Towering, undulating white curves of concrete gleam in the glazing sunlight. The museum building is a fashionable, flamboyant woman promenading on a breezy Mexican afternoon. Wearing a flowing white skirt and matching blouse, she is twirling, twirling in place, savoring the attention from anonymous strangers.
For centuries 17th-century baroque facades, embroidery, statuary and music have stirred us: Lose yourself in me. Let me help you forget. Let my extravagance lift you up.
Inside the museum, the baroque style is a strange soup. A gaudy hodge-podge of figurines, angel wings, moldings and spires. The glossy ornamentation crowds my eyes.
At the music exhibit, I am seated in a darkened, multi-media theater. An oboe materializes on the screen and plays itself. Then a harpsichord plays. Finally, a full ensemble of instruments starts playing Mozart—without musicians. Without people. I like that.

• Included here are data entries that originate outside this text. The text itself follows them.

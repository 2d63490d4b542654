use rust_decimal::Decimal;

use crate::models::{Category, Product};

const RELATED_LIMIT: usize = 4;

/// Narrowing criteria for catalog queries.
///
/// Every criterion is combined with AND. The default admits every product:
/// no category, an empty search term, the price range `[0, +inf)` and stock
/// ignored.
#[derive(Debug, Clone, PartialEq)]
pub struct ProductFilter {
    pub category: Option<String>,
    pub search: Option<String>,
    pub min_price: Decimal,
    /// `None` means unbounded.
    pub max_price: Option<Decimal>,
    pub in_stock: bool,
}

impl Default for ProductFilter {
    fn default() -> Self {
        Self {
            category: None,
            search: None,
            min_price: Decimal::ZERO,
            max_price: None,
            in_stock: false,
        }
    }
}

impl ProductFilter {
    pub fn category(mut self, category: impl Into<String>) -> Self {
        self.category = Some(category.into());
        self
    }

    pub fn search(mut self, term: impl Into<String>) -> Self {
        self.search = Some(term.into());
        self
    }

    pub fn price_range(mut self, min: Decimal, max: Option<Decimal>) -> Self {
        self.min_price = min;
        self.max_price = max;
        self
    }

    pub fn in_stock_only(mut self) -> Self {
        self.in_stock = true;
        self
    }

    pub fn matches(&self, product: &Product) -> bool {
        if let Some(category) = self.category.as_deref() {
            if !product.category.as_str().eq_ignore_ascii_case(category.trim()) {
                return false;
            }
        }

        if let Some(term) = self.search.as_deref().map(str::trim).filter(|t| !t.is_empty()) {
            let term = term.to_lowercase();
            let hit = product.name.to_lowercase().contains(&term)
                || product.description.to_lowercase().contains(&term);
            if !hit {
                return false;
            }
        }

        if product.price < self.min_price {
            return false;
        }
        if let Some(max) = self.max_price {
            if product.price > max {
                return false;
            }
        }

        !self.in_stock || product.in_stock()
    }

    /// Applies the filter, keeping the input order.
    pub fn apply<'a>(&self, products: &'a [Product]) -> Vec<&'a Product> {
        products.iter().filter(|p| self.matches(p)).collect()
    }
}

/// Read-only product list backing every browsing view.
#[derive(Debug, Clone, Default)]
pub struct Catalog {
    products: Vec<Product>,
}

impl Catalog {
    pub fn new(products: Vec<Product>) -> Self {
        Self { products }
    }

    /// The built-in storefront assortment.
    pub fn seeded() -> Self {
        Self::new(seed_products())
    }

    pub fn products(&self) -> &[Product] {
        &self.products
    }

    pub fn len(&self) -> usize {
        self.products.len()
    }

    pub fn is_empty(&self) -> bool {
        self.products.is_empty()
    }

    pub fn find(&self, id: &str) -> Option<&Product> {
        self.products.iter().find(|p| p.id == id)
    }

    pub fn query(&self, filter: &ProductFilter) -> Vec<Product> {
        filter.apply(&self.products).into_iter().cloned().collect()
    }

    /// Up to four other products from the same category.
    pub fn related(&self, product: &Product) -> Vec<Product> {
        self.products
            .iter()
            .filter(|p| p.category == product.category && p.id != product.id)
            .take(RELATED_LIMIT)
            .cloned()
            .collect()
    }
}

#[allow(clippy::too_many_arguments)]
fn product(
    id: &str,
    name: &str,
    description: &str,
    cents: i64,
    category: Category,
    image: &str,
    stock: u32,
    rating: f32,
    reviews: u32,
) -> Product {
    Product {
        id: id.to_string(),
        name: name.to_string(),
        description: description.to_string(),
        price: Decimal::new(cents, 2),
        category,
        image_url: format!(
            "https://images.unsplash.com/{image}?ixlib=rb-1.2.1&auto=format&fit=crop&w=500&q=60"
        ),
        stock,
        rating: Some(rating),
        reviews: Some(reviews),
    }
}

fn seed_products() -> Vec<Product> {
    use Category::*;

    vec![
        product(
            "1",
            "Organic Tomato Seeds",
            "High-quality organic tomato seeds for planting. Produces juicy, red tomatoes with excellent flavor.",
            299,
            Seeds,
            "photo-1592921871007-303b15ec8bb3",
            50,
            4.5,
            28,
        ),
        product(
            "2",
            "NPK Fertilizer - All Purpose",
            "Balanced NPK fertilizer suitable for most crops. Provides essential nutrients for healthy plant growth.",
            1549,
            Fertilizers,
            "photo-1615921511258-0aa98c84d400",
            30,
            4.8,
            42,
        ),
        product(
            "3",
            "Organic Pesticide Spray",
            "Natural pesticide made from plant extracts. Safe for organic farming and effective against common pests.",
            1299,
            Pesticides,
            "photo-1586093127013-5af2578a2179",
            15,
            4.2,
            19,
        ),
        product(
            "4",
            "Corn Seeds - High Yield Variety",
            "Premium corn seeds that produce high yields. Resistant to common corn diseases.",
            599,
            Seeds,
            "photo-1551754655-cd27e38d2076",
            45,
            4.6,
            35,
        ),
        product(
            "5",
            "Insecticide for Fruit Trees",
            "Specially formulated to protect fruit trees from harmful insects without affecting the fruit quality.",
            1899,
            Insecticides,
            "photo-1597916829826-02e5bb4a54e0",
            20,
            4.4,
            23,
        ),
        product(
            "6",
            "Phosphorus-Rich Fertilizer",
            "High phosphorus fertilizer ideal for flowering and fruiting stages of plant growth.",
            1449,
            Fertilizers,
            "photo-1474440692490-2e83ae13dbc5",
            25,
            4.7,
            31,
        ),
        product(
            "7",
            "Wheat Seeds - Drought Resistant",
            "Drought-resistant wheat seeds suitable for areas with limited water supply.",
            699,
            Seeds,
            "photo-1598694730964-b6164435cd43",
            40,
            4.3,
            27,
        ),
        product(
            "8",
            "Fungicide for Vegetable Gardens",
            "Protects vegetables from fungal diseases. Safe to use up to harvest time.",
            1399,
            Pesticides,
            "photo-1566385101042-1a0aa0c1268c",
            18,
            4.5,
            22,
        ),
        product(
            "9",
            "Organic Cotton Seeds",
            "Non-GMO, organic cotton seeds. Produces high-quality cotton fibers.",
            899,
            Seeds,
            "photo-1563380276-18da890577cc",
            0,
            4.1,
            16,
        ),
        product(
            "10",
            "Nitrogen Booster",
            "Quickly boosts nitrogen levels in soil. Ideal for leafy vegetables and early growth stages.",
            1199,
            Fertilizers,
            "photo-1518640467707-6811f4a6ab73",
            22,
            4.9,
            38,
        ),
        product(
            "11",
            "Potato Seeds - Russet Variety",
            "High-quality potato seeds for growing russet potatoes. Good for baking and frying.",
            749,
            Seeds,
            "photo-1518977676601-b53f82aba655",
            35,
            4.4,
            29,
        ),
        product(
            "12",
            "Eco-friendly Insecticide",
            "Biodegradable insecticide that targets harmful insects while protecting beneficial ones.",
            1699,
            Insecticides,
            "photo-1584390962032-f4639ec49b61",
            0,
            4.6,
            25,
        ),
    ]
}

The vibe is ethereal, a bit eerie. Like the richness of a baroque brocade, the music is melodic, restful, soothing, embracing. A baroque distraction.
As I leave the museum, the Mexican sun is at the height of its powers. Glaring at me. Accusing me of I-don’t-know-what. The pavement cooks my canvas shoes. My eyes hurt from squinting. Sweat soaks the back of my shirt, my neck, my armpits.
The museum cure for my cracked heart is baked out of me. I need another fix.
I hail a taxi headed towards the zócalo. The windows are stuck, wide open. When the taxi is moving, dry air cools my sweaty face. At stop signs, I am roasted like a goat at a barbacoa.
To escape the heat, I wander into the Chapel of the Rosary. The sixty-foot-high walls, the altar, the ceiling are covered with gleaming, mesmerizing gold leaf. America’s grand deflections—sports arenas, large museums, mega-churches—have the same mind-numbing purpose. It’s the painkilling opioid that I’ve been hungering for, praying for.
I settle into a pew. Sheltered. Sanctuaried. Safe from myself.